Alex is Sprintlaw’s co-founder and principal lawyer. Alex previously worked at a top-tier firm as a lawyer specialising in technology and media contracts, and founded a digital agency which he sold in 2015.
When you’re building a small business or startup, your time and money often go into the essentials: winning customers, hiring your first team members, launching new products, and creating systems that can scale.
But as soon as you start hiring (or partnering with contractors, advisers, or co-founders), one practical question usually comes up:
How do you stop someone from taking your clients, staff, or confidential know-how and competing against you?
This is where restraints of trade come in. Used properly, restraints of trade can be a helpful way to protect your commercial interests. Used poorly, they can be unenforceable (or even create extra risk if you rely on them without putting other protections in place).
Below, we’ll break down how restraints of trade work in Australia, what small businesses and startups should focus on, and how to structure restraints so they’re more likely to hold up when it matters.
What Are Restraints Of Trade (And Why Do They Matter For Small Businesses)?
A restraint of trade is a clause in a contract that limits what someone can do after (or sometimes during) the relationship.
For example, a restraint might say a person can’t:
- compete with your business for a certain time after leaving
- approach or “poach” your clients or suppliers
- solicit your employees to join a competing business
- use your confidential information to build a competing product or service
For small businesses and startups, restraints of trade matter because your most valuable assets are often:
- relationships (customers, referral partners, suppliers)
- know-how (processes, pricing models, sales scripts, product roadmap)
- team capability (key staff who hold operational knowledge)
- momentum (a competitor gaining a shortcut can be costly)
A well-drafted restraint doesn’t replace a strong business model.
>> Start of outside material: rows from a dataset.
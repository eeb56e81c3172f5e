// src/correct.rs
//
// Field corrector: ordered, independent repair rules applied to a parsed
// record with the raw transcription text as context. Every rule degrades
// silently (pattern absent → no-op); the corrector as a whole never fails.
//
// Rule order is fixed and significant: the collector re-split overwrites
// remarks the parser produced, and country normalization runs on whatever
// value is present by the time it fires.

use std::sync::OnceLock;

use regex::Regex;

use crate::core::coords::dms_to_decimal;
use crate::schema::{Record, field};

macro_rules! rule_re {
    ($name:ident, $pattern:expr) => {
        fn $name() -> &'static Regex {
            static RE: OnceLock<Regex> = OnceLock::new();
            RE.get_or_init(|| Regex::new($pattern).unwrap())
        }
    };
}

// Six digits, first in 3-9, as a standalone word.
rule_re!(catalog_re, r"\b[3-9]\d{5}\b");

// Lat then lon, DMS form, separated by non-digits.
rule_re!(
    dms_pair_re,
    r#"(\d{1,3}°\d{1,2}'\d{1,2}(?:\.\d+)?"?[NS])[^\d]+(\d{1,3}°\d{1,2}'\d{1,2}(?:\.\d+)?"?[EW])"#
);

// Signed decimal, up to 3 integer digits, 3+ fractional digits.
rule_re!(decimal_coord_re, r"[-+]?\d{1,3}\.\d{3,}");

// 2-5 digits then optional whitespace then "m"; matched on lowercased text.
rule_re!(elevation_re, r"(\d{2,5})\s?m");

// "Collected by <X> for <Y>" within one line.
rule_re!(collected_for_re, r"Collected by (.+?) for (.+)");

// "No. 1234" / "No 1234" / "#1234".
rule_re!(collector_no_re, r"(?:No\.?|#)\s?(\d+)");

const COUNTRY_ALIASES: [&str; 4] = ["usa", "u.s.a", "united states", ""];
const CANONICAL_COUNTRY: &str = "United States";

/// Apply the full correction pass in its fixed order.
pub fn clean_and_correct(record: &mut Record, raw: &str) {
    rescue_catalog_number(record, raw);
    extract_coordinates(record, raw);
    extract_elevation(record, raw);
    reclassify_substrate(record);
    resplit_collector_remarks(record, raw);
    normalize_country(record);
    backfill_collector_number(record, raw);
}

/// Six-digit accession numbers anywhere in the text are institutional
/// catalog numbers worth carrying alongside the item's own id.
fn rescue_catalog_number(record: &mut Record, raw: &str) {
    if let Some(m) = catalog_re().find(raw) {
        record.insert(
            s!(field::OTHER_CATALOG_NUMBERS),
            format!("NEB Catalog #: {}", m.as_str()),
        );
    }
}

/// Prefer an adjacent DMS pair (lat then lon), converted to decimal and
/// overwriting whatever the parser produced. Without one, fall back to the
/// first two free-standing decimal numbers, taken verbatim.
fn extract_coordinates(record: &mut Record, raw: &str) {
    if let Some(caps) = dms_pair_re().captures(raw) {
        if let Some(lat) = dms_to_decimal(&caps[1]) {
            record.insert(s!(field::VERBATIM_LATITUDE), lat.to_string());
        }
        if let Some(lon) = dms_to_decimal(&caps[2]) {
            record.insert(s!(field::VERBATIM_LONGITUDE), lon.to_string());
        }
        return;
    }

    let mut numbers = decimal_coord_re().find_iter(raw);
    if let (Some(lat), Some(lon)) = (numbers.next(), numbers.next()) {
        record.insert(s!(field::VERBATIM_LATITUDE), s!(lat.as_str()));
        record.insert(s!(field::VERBATIM_LONGITUDE), s!(lon.as_str()));
    }
}

fn extract_elevation(record: &mut Record, raw: &str) {
    let lowered = raw.to_lowercase();
    if let Some(caps) = elevation_re().captures(&lowered) {
        record.insert(s!(field::VERBATIM_ELEVATION), format!("{} m", &caps[1]));
    }
}

/// Habitat text like "On decaying logs" is a substrate statement, not a
/// habitat; move it over wholesale and blank the habitat.
fn reclassify_substrate(record: &mut Record) {
    let moves = record
        .get(field::HABITAT)
        .is_some_and(|h| h.trim().starts_with("On"));
    if moves {
        let habitat = record.insert(s!(field::HABITAT), s!()).unwrap_or_default();
        record.insert(s!(field::SUBSTRATE), habitat);
    }
}

/// "Collected by X for Y" re-splits into collector and remarks, replacing
/// remarks the parser may have produced.
fn resplit_collector_remarks(record: &mut Record, raw: &str) {
    if let Some(caps) = collected_for_re().captures(raw) {
        record.insert(s!(field::COLLECTOR), s!(caps[1].trim()));
        record.insert(
            s!(field::OCCURRENCE_REMARKS),
            format!("for {}", caps[2].trim()),
        );
    }
}

/// US labels write the country a dozen ways or not at all; canonicalize.
fn normalize_country(record: &mut Record) {
    let country = record
        .get(field::COUNTRY)
        .map_or(s!(), |c| c.to_lowercase());
    if COUNTRY_ALIASES.contains(&country.as_str()) {
        record.insert(s!(field::COUNTRY), s!(CANONICAL_COUNTRY));
    }
}

fn backfill_collector_number(record: &mut Record, raw: &str) {
    if record
        .get(field::COLLECTOR_NUMBER)
        .is_some_and(|v| !v.is_empty())
    {
        return;
    }
    if let Some(caps) = collector_no_re().captures(raw) {
        record.insert(s!(field::COLLECTOR_NUMBER), s!(&caps[1]));
    }
}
But it can reduce the risk of unfair competition, especially where someone has had close access to your customers or confidential information.
Are Restraints Of Trade Enforceable In Australia?
In Australia, restraints of trade are not automatically unenforceable, but they are closely scrutinised.
The general principle is:
- Restraints of trade are generally presumed to be void because they restrict competition and someone’s ability to earn a living.
- However, a restraint can be enforceable if it is reasonable and goes no further than necessary to protect a legitimate business interest.
This means you can’t use restraints of trade simply to “stop competition” in a broad sense. You need a real, protectable interest.
What Counts As A “Legitimate Business Interest”?
Common legitimate interests a small business might need to protect include:
- Confidential information (like customer lists, pricing, marketing strategy, systems)
- Customer connections and goodwill (especially where a team member was the main point of contact)
- Stability of your workforce (preventing targeted staff poaching)
On the other hand, trying to restrain someone merely because they’re talented, or because you don’t want competition, is much harder to justify.
Why “Reasonable” Is The Core Issue
Reasonableness is usually assessed by looking at things like:
- time (how long the restraint lasts)
- geography (where the restraint applies)
- scope (what activities are restricted, and how broad that restriction is)
- the person’s role (seniority, customer access, confidential access)
- the industry context (how quickly information becomes outdated, how local the market is)
Practically, the more senior the person and the more access they had to sensitive information and client relationships, the more likely a stronger restraint is to be viewed as reasonable.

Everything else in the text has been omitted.